The parallel filtering mapping connection retrieval algorithm is designed according to the demand of data retrieval and format description. The retrieval algorithm is executed in the map end. The main idea of the algorithm is that the data filtering and connection complete in the Map stage and avoid the retrieval operation in the Reduction stage for the saving of network traffic transmission and the improvement of retrieval efficiency. The multireplica consistent hashing algorithm based on data correlation is used for the data distribution, which gathers data from the same data node. The algorithm flow is as follows:(1)The data are filtered according to the query conditions, and the data that do not satisfy the conditions are eliminated.(2)The data connection group key, including the detection position ID, timestamp, or correlation coefficient, is determined according to the demand of connecting retrieval.(3)The data file name is a label to marks the record of each data source.(4)The records with the same attribute value are divided into a group according to the connection group key, and the data connection is conducted.

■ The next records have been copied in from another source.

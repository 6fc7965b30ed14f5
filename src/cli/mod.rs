mod args;

pub use args::{CliArgs, CliExportPreset, Command, CommonArgs, FilterArgs, MetaArgs, TrimArgs};
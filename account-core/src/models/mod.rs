pub mod account;
pub mod client;
pub mod error_record;
pub mod external_login;
pub mod role;
pub mod security_token;
pub mod two_factor;

pub use account::{Account, AccountSummary};
pub use client::Client;
pub use error_record::ErrorRecord;
pub use external_login::{ExternalAssertion, ExternalLogin};
pub use role::{Principal, Role};
pub use security_token::{SecurityToken, TokenPurpose};
pub use two_factor::{ChallengeProvider, PendingTwoFactorSession, RememberedDevice};
//! Client model - the organization an account may be scoped to.

use chrono::{DateTime, Utc};
use serde::{Deserialize, Serialize};
use uuid::Uuid;

/// Client entity.
///
/// Clients are usually the company paying for the service; accounts carry
/// an optional reference to one and visibility rules partition by it.
#[derive(Debug, Clone, Serialize, Deserialize)]
pub struct Client {
    pub client_id: Uuid,
    pub company_name: String,
    pub contact_person: Option<String>,
    pub contact_email: Option<String>,
    pub contact_phone: Option<String>,
    pub notes: Option<String>,
    pub created_utc: DateTime<Utc>,
}

impl Client {
    pub fn new(company_name: String) -> Self {
        Self {
            client_id: Uuid::new_v4(),
            company_name,
            contact_person: None,
            contact_email: None,
            contact_phone: None,
            notes: None,
            created_utc: Utc::now(),
        }
    }
}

After the data optimization distribution, in the mapping process of connection retrieval, filtering, label set, the grouped scheduling, and connection operation are conducted in the local node. The flow of the data optimization distribution and the data connection mode is shown in Figure 4. After data distribution is optimized, operations such as filtering, marker setting, grouping sorting, and connection are performed on the local node during connection query mapping, and connection query results are output to the HDFS file system.

4.2. Parallel Extraction Algorithm of Multichannel Data Fusion Features

A seafood big data traceability system collects and preserves multichannel data sequences. The dynamic relationship among the data sequences implies considerable feature information that reflects the status of mariculture, seafood production, and circulation. Academics have proposed various evaluation methods for the dynamic relationship in different application backgrounds [31]. In [32, 33], the multiscale multivariate entropy (MSMVE) analysis method was proposed. This method evaluates the dynamic relationship of multichannel time series according to complexity, interprediction and longtime relevance, and inherent nonlinear coupling characteristics. The method has been applied in many fields of physics, physiology, and other disciplines and has shown its potential value in theory and application [34].

In this study, MSMVE is applied to the data fusion feature extraction for quality detection data in a six-channel synchronous acquisition. When the mass data are reached, the MSMVE algorithm runs slowly. Therefore, a parallel MSMVE algorithm is designed in the Hadoop platform based on CMCHA for the improvement of data fusion feature extraction speed.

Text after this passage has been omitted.